Limitations of existing technology
Current techniques used to resolve dynamic changes in proteins (NMR, Time-Resolved Wide-Angle X-Ray Scattering (TR-WAXS), X-ray Crystallography, etc.) can investigate the flexibility of different regions of proteins, high-resolution three-dimensional structures, the equilibrium of conformational isoforms, and conformational changes and dynamic behavior during ligand binding. However, each of these techniques has significant limitations: liquid/solid NMR is limited by molecular weight size or time window; TR-WAXS lacks atomic-level structural details. Additionally, XFEL-TR-SFX is rare and low-throughput, and single-molecule fluorescence resonance energy transfer (smFRET) requires labeling and provides mainly one-dimensional distance information, and the chemical cross-linking step of XL-MS may interfere with the natural conformation of proteins. To overcome the "time–space-sensitivity" bottleneck and fully characterize the dynamic interactions between TCM components and proteins, it is necessary to integrate diverse technological tools. Combining techniques such as NMR, XFEL, Artificial Intelligence Molecular Dynamics Simulation (AI-MD), and physiologically relevant models, such as organoid or single-cell models, will provide a more comprehensive and biologically meaningful understanding of protein conformational dynamics in complex herbal formulations.
Limitations of dynamic structural parsing
Although the dynamic combination of TCM components and flexible targets is the core mechanism underlying multi-target synergy, they remain challenging to fully capture due to the triple characteristics of "transient-weak interaction-multi-configuration". Existing technologies are mainly limited by three bottlenecks, namely, temporal resolution, conformational coverage, and multi-component modeling.

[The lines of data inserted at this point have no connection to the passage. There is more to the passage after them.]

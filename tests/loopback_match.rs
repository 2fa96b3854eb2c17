//! End-to-end over the loopback relay: join, a rifle duel, death, score,
//! and the delayed respawn, all through real framed messages.

use glam::vec3;
use skirmish::harness::LoopbackMatch;
use skirmish::sim::types::Team;

/// Seat both players on the open lane north of the center wall so the shot
/// path is terrain-free, and face the shooter down +x.
fn duel() -> LoopbackMatch {
    let mut m = LoopbackMatch::new(&[("ash", Team::Red), ("bryn", Team::Blue)]).expect("match");
    m.seats[0].client.body.pos.z = 25.0;
    m.seats[0].client.body.yaw = -std::f32::consts::FRAC_PI_2;
    m.seats[1].client.body.pos.z = 25.0;
    m
}

#[test]
fn clients_see_each_other_after_the_handshake() {
    let mut m = duel();
    m.run(3);
    for seat in &m.seats {
        assert!(seat.client.id.is_some());
        assert_eq!(seat.client.mirrors.len(), 1);
    }
    assert_eq!(m.hub.state().roster_len(), 2);
}

#[test]
fn rifle_duel_runs_kill_score_and_respawn_end_to_end() {
    let mut m = duel();
    // Only ash shoots; bryn stands and takes five body hits at 20 each.
    m.seats[0].input.fire = true;

    // Five shots 112ms apart plus ~0.5s of flight per bullet.
    m.run(80);
    let bryn_id = m.seats[1].client.id.expect("joined");
    assert!(m.seats[1].client.dead);
    assert_eq!(m.seats[1].client.hp, 0);
    assert_eq!(m.seats[0].client.scores, (1, 0));
    assert_eq!(m.seats[1].client.scores, (1, 0));
    let mirror = m.seats[0].client.mirrors.get(bryn_id).expect("mirror");
    assert!(!mirror.alive);
    assert_eq!(m.hub.state().player_hp(bryn_id), Some(0));

    // Past the 3s respawn delay bryn is back at the blue spawn, at full
    // health, on every view of the match.
    m.run(200);
    assert!(!m.seats[1].client.dead);
    assert_eq!(m.seats[1].client.hp, 100);
    assert_eq!(m.seats[1].client.body.pos, vec3(60.0, 0.0, 0.0));
    let mirror = m.seats[0].client.mirrors.get(bryn_id).expect("mirror");
    assert!(mirror.alive);
    assert_eq!(mirror.hp, 100);
    assert_eq!(m.hub.state().player_hp(bryn_id), Some(100));
}

#[test]
fn a_dead_player_publishes_nothing_until_respawn() {
    let mut m = duel();
    m.seats[0].input.fire = true;
    m.run(80);
    assert!(m.seats[1].client.dead);

    // bryn mashes movement while dead; the mirror on ash's side holds still.
    m.seats[1].input.forward = true;
    let before = m.seats[0]
        .client
        .mirrors
        .get(m.seats[1].client.id.expect("joined"))
        .expect("mirror")
        .pos;
    m.run(30);
    let held = m.seats[0]
        .client
        .mirrors
        .get(m.seats[1].client.id.expect("joined"))
        .expect("mirror")
        .pos;
    assert_eq!(before, held);
}
//! Shared identifier and team types.

/// Server-assigned session identifier, stable for the connection's lifetime.
#[derive(Debug, Clone, Copy, PartialEq, Eq, Hash)]
pub struct PlayerId(pub u32);

impl std::fmt::Display for PlayerId {
    fn fmt(&self, f: &mut std::fmt::Formatter<'_>) -> std::fmt::Result {
        write!(f, "player#{}", self.0)
    }
}

#[derive(Debug, Clone, Copy, PartialEq, Eq, Hash)]
pub enum Team {
    Red,
    Blue,
}

impl Team {
    #[must_use]
    pub fn other(self) -> Self {
        match self {
            Self::Red => Self::Blue,
            Self::Blue => Self::Red,
        }
    }

    #[must_use]
    pub fn index(self) -> u8 {
        match self {
            Self::Red => 0,
            Self::Blue => 1,
        }
    }

    #[must_use]
    pub fn from_index(i: u8) -> Option<Self> {
        match i {
            0 => Some(Self::Red),
            1 => Some(Self::Blue),
            _ => None,
        }
    }
}

impl std::fmt::Display for Team {
    fn fmt(&self, f: &mut std::fmt::Formatter<'_>) -> std::fmt::Result {
        match self {
            Self::Red => write!(f, "red"),
            Self::Blue => write!(f, "blue"),
        }
    }
}
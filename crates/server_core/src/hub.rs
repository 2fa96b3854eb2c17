//! Transport-facing hub: decodes frames, feeds the session state, and fans
//! encoded broadcasts back out.

use crate::session::{Audience, Outgoing, ServerState};
use data_runtime::arena::ArenaCfg;
use data_runtime::rules::MatchRules;
use log::warn;
use net_core::frame;
use net_core::message::Msg;
use net_core::transport::Transport;
use net_core::wire::{WireDecode, WireEncode};
use sim_core::types::PlayerId;

struct Conn {
    id: PlayerId,
    transport: Box<dyn Transport>,
    broken: bool,
}

pub struct ServerHub {
    state: ServerState,
    conns: Vec<Conn>,
}

impl ServerHub {
    #[must_use]
    pub fn new(arena: ArenaCfg, rules: MatchRules) -> Self {
        Self {
            state: ServerState::new(arena, rules),
            conns: Vec::new(),
        }
    }

    #[must_use]
    pub fn state(&self) -> &ServerState {
        &self.state
    }

    /// Register a new connection and assign its session id.
    pub fn attach(&mut self, transport: Box<dyn Transport>) -> PlayerId {
        let id = self.state.connect();
        self.conns.push(Conn {
            id,
            transport,
            broken: false,
        });
        id
    }

    /// Explicitly drop a connection (the loopback analogue of a socket
    /// close) and broadcast the departure.
    pub fn detach(&mut self, id: PlayerId) {
        let before = self.conns.len();
        self.conns.retain(|c| c.id != id);
        if self.conns.len() != before {
            let mut out = Vec::new();
            self.state.disconnect(id, &mut out);
            self.dispatch(out);
        }
    }

    /// Drain every connection's inbound bytes, apply them, run the timers,
    /// and dispatch the results. Connections whose sends fail are treated
    /// as disconnected on the next pump.
    pub fn pump(&mut self, now_ms: u64) {
        let started = std::time::Instant::now();
        let mut out = Vec::new();
        // Sweep transports that broke on the previous dispatch first, so
        // their departure precedes anything else this pump produces.
        let broken: Vec<PlayerId> = self
            .conns
            .iter()
            .filter(|c| c.broken)
            .map(|c| c.id)
            .collect();
        for id in broken {
            self.conns.retain(|c| c.id != id);
            self.state.disconnect(id, &mut out);
        }
        for i in 0..self.conns.len() {
            let id = self.conns[i].id;
            while let Some(bytes) = self.conns[i].transport.try_recv() {
                match frame::read_msg(&bytes).and_then(|mut payload| Msg::decode(&mut payload)) {
                    Ok(msg) => self.state.handle(id, msg, now_ms, &mut out),
                    Err(e) => warn!("dropping undecodable frame from {id}: {e}"),
                }
            }
        }
        self.state.tick(now_ms, &mut out);
        self.dispatch(out);
        metrics::histogram!("relay.pump_ms").record(started.elapsed().as_secs_f64() * 1000.0);
    }

    fn dispatch(&mut self, out: Vec<Outgoing>) {
        for o in out {
            let mut payload = Vec::new();
            o.msg.encode(&mut payload);
            let mut framed = Vec::new();
            frame::write_msg(&mut framed, &payload);
            for conn in &mut self.conns {
                let wanted = match o.to {
                    Audience::All => true,
                    Audience::Except(id) => conn.id != id,
                    Audience::Only(id) => conn.id == id,
                };
                if wanted && conn.transport.try_send(framed.clone()).is_err() {
                    conn.broken = true;
                }
            }
        }
    }
}
//! Versioned length framing around encoded messages.
//!
//! Layout (little-endian): u8 version, u32 payload length, payload bytes.
//! The frame layer lets a byte stream delimit messages without peeking into
//! payloads; payload kinds are tagged inside (`message`).

use anyhow::{Result, bail};

const FRAME_VERSION: u8 = 1;
// Messages here are tens of bytes; anything near this cap is corrupt input.
const MAX_FRAME_LEN: usize = 64 * 1024;

/// Append one framed message to `out`.
pub fn write_msg(out: &mut Vec<u8>, payload: &[u8]) {
    out.push(FRAME_VERSION);
    let len = u32::try_from(payload.len()).unwrap_or(0);
    out.extend_from_slice(&len.to_le_bytes());
    out.extend_from_slice(payload);
}

/// Read the first framed payload from `inp`; borrows from the input.
pub fn read_msg(inp: &[u8]) -> Result<&[u8]> {
    if inp.len() < 5 {
        bail!("short frame header");
    }
    let ver = inp[0];
    if ver != FRAME_VERSION {
        bail!("unsupported frame version: {ver}");
    }
    let mut lenb = [0u8; 4];
    lenb.copy_from_slice(&inp[1..5]);
    let len = u32::from_le_bytes(lenb) as usize;
    if len > MAX_FRAME_LEN {
        bail!("frame too large: {len} > {MAX_FRAME_LEN}");
    }
    if inp.len() < 5 + len {
        bail!("short frame payload");
    }
    Ok(&inp[5..5 + len])
}
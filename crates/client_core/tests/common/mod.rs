#![allow(dead_code)]

use client_core::client::GameClient;
use data_runtime::arena::ArenaCfg;
use data_runtime::input::InputCfg;
use data_runtime::weapons::WeaponCatalog;
use net_core::message::{Msg, RosterEntry};
use sim_core::types::Team;

pub const TICK_MS: u64 = 16;

/// A red client joined as id 1 on the reference arena.
pub fn joined_client() -> GameClient {
    let mut c = GameClient::new(
        "local",
        Team::Red,
        WeaponCatalog::reference(),
        &ArenaCfg::default(),
        &InputCfg::default(),
    );
    c.apply(&Msg::Welcome {
        id: 1,
        roster: vec![],
    });
    c
}

/// Stand a blue peer (id 2) at `pos` via the join broadcast.
pub fn add_peer(c: &mut GameClient, id: u32, pos: [f32; 3]) {
    c.apply(&Msg::PlayerJoined {
        entry: RosterEntry {
            id,
            name: format!("peer-{id}"),
            team: 1,
            pos,
            hp: 100,
            alive: true,
            weapon: 2,
        },
    });
}
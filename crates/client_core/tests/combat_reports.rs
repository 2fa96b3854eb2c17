//! Locally owned projectiles and melee swings turn into damage reports;
//! remote echoes never do.

mod common;

use client_core::input::InputState;
use common::{TICK_MS, add_peer, joined_client};
use data_runtime::ids::WeaponId;
use net_core::message::Msg;

fn run_until_report(c: &mut client_core::client::GameClient, input: &InputState) -> Option<Msg> {
    for tick in 0..30u64 {
        let mut out = Vec::new();
        c.tick(tick * TICK_MS, input, &mut out);
        if let Some(m) = out
            .into_iter()
            .find(|m| matches!(m, Msg::DamageReport { .. }))
        {
            return Some(m);
        }
    }
    None
}

#[test]
fn rifle_hit_reports_body_damage() {
    let mut c = joined_client();
    // Straight down the aim line at zero yaw (negative Z from spawn).
    add_peer(&mut c, 2, [-60.0, 0.0, -10.0]);
    let input = InputState {
        fire: true,
        ..InputState::default()
    };
    let report = run_until_report(&mut c, &input).expect("hit lands");
    assert_eq!(
        report,
        Msg::DamageReport {
            victim: 2,
            amount: 20
        }
    );
    assert_eq!(c.live_projectiles(), 0, "the projectile is consumed");
}

#[test]
fn only_the_nearest_of_two_lined_up_victims_is_reported() {
    let mut c = joined_client();
    add_peer(&mut c, 2, [-60.0, 0.0, -8.0]);
    add_peer(&mut c, 3, [-60.0, 0.0, -14.0]);
    let input = InputState {
        fire: true,
        ..InputState::default()
    };
    let report = run_until_report(&mut c, &input).expect("hit lands");
    assert!(matches!(report, Msg::DamageReport { victim: 2, .. }));
}

#[test]
fn knife_swing_reports_melee_damage() {
    let mut c = joined_client();
    add_peer(&mut c, 2, [-60.0, 0.0, -2.0]);
    let input = InputState {
        fire: true,
        select_weapon: Some(WeaponId(5)),
        ..InputState::default()
    };
    let mut out = Vec::new();
    c.tick(0, &input, &mut out);
    assert!(out.contains(&Msg::DamageReport {
        victim: 2,
        amount: 50
    }));
    // A knife dispatch spawns no projectile and announces no fire.
    assert_eq!(c.live_projectiles(), 0);
    assert!(!out.iter().any(|m| matches!(m, Msg::Fire { .. })));
}

#[test]
fn knife_out_of_range_reports_nothing() {
    let mut c = joined_client();
    add_peer(&mut c, 2, [-60.0, 0.0, -6.0]);
    let input = InputState {
        fire: true,
        select_weapon: Some(WeaponId(5)),
        ..InputState::default()
    };
    let mut out = Vec::new();
    c.tick(0, &input, &mut out);
    assert!(!out.iter().any(|m| matches!(m, Msg::DamageReport { .. })));
}

#[test]
fn peer_fire_echo_is_simulated_but_never_reports_damage() {
    let mut c = joined_client();
    add_peer(&mut c, 2, [-60.0, 0.0, -20.0]);
    // Peer 2 shoots straight through us and peer 3's position.
    c.apply(&Msg::Fire {
        id: 2,
        origin: [-60.0, 0.9, -19.0],
        vel: [0.0, 0.0, 240.0],
        weapon: 2,
    });
    assert_eq!(c.live_projectiles(), 1);
    let input = InputState::default();
    for tick in 0..70u64 {
        let mut out = Vec::new();
        c.tick(tick * TICK_MS, &input, &mut out);
        assert!(!out.iter().any(|m| matches!(m, Msg::DamageReport { .. })));
    }
    assert_eq!(c.live_projectiles(), 0, "echo expires on its lifetime");
}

Kinetic blindness of transient binding
The binding of active ingredients in TCM to their targets often occurs within milliseconds or less and is dominated by weak interactions, such as hydrophobicity and hydrogen bonding (Kd in the micromolar range), resulting in transient binding events and weak signals. For example, the activity of flavonoids is indirectly regulated through the AMPK signalling pathway. Conventional techniques such as surface plasmon resonance (SPR) or isothermal titration calorimetry (ITC) lack the temporal resolution to capture conformational transitions on the millisecond-to-microsecond scale (Yu 2008). Conventional experimental techniques are therefore difficult to capture and detect stably, let alone measure, such fast and weak transient binding events due to their limited temporal resolution.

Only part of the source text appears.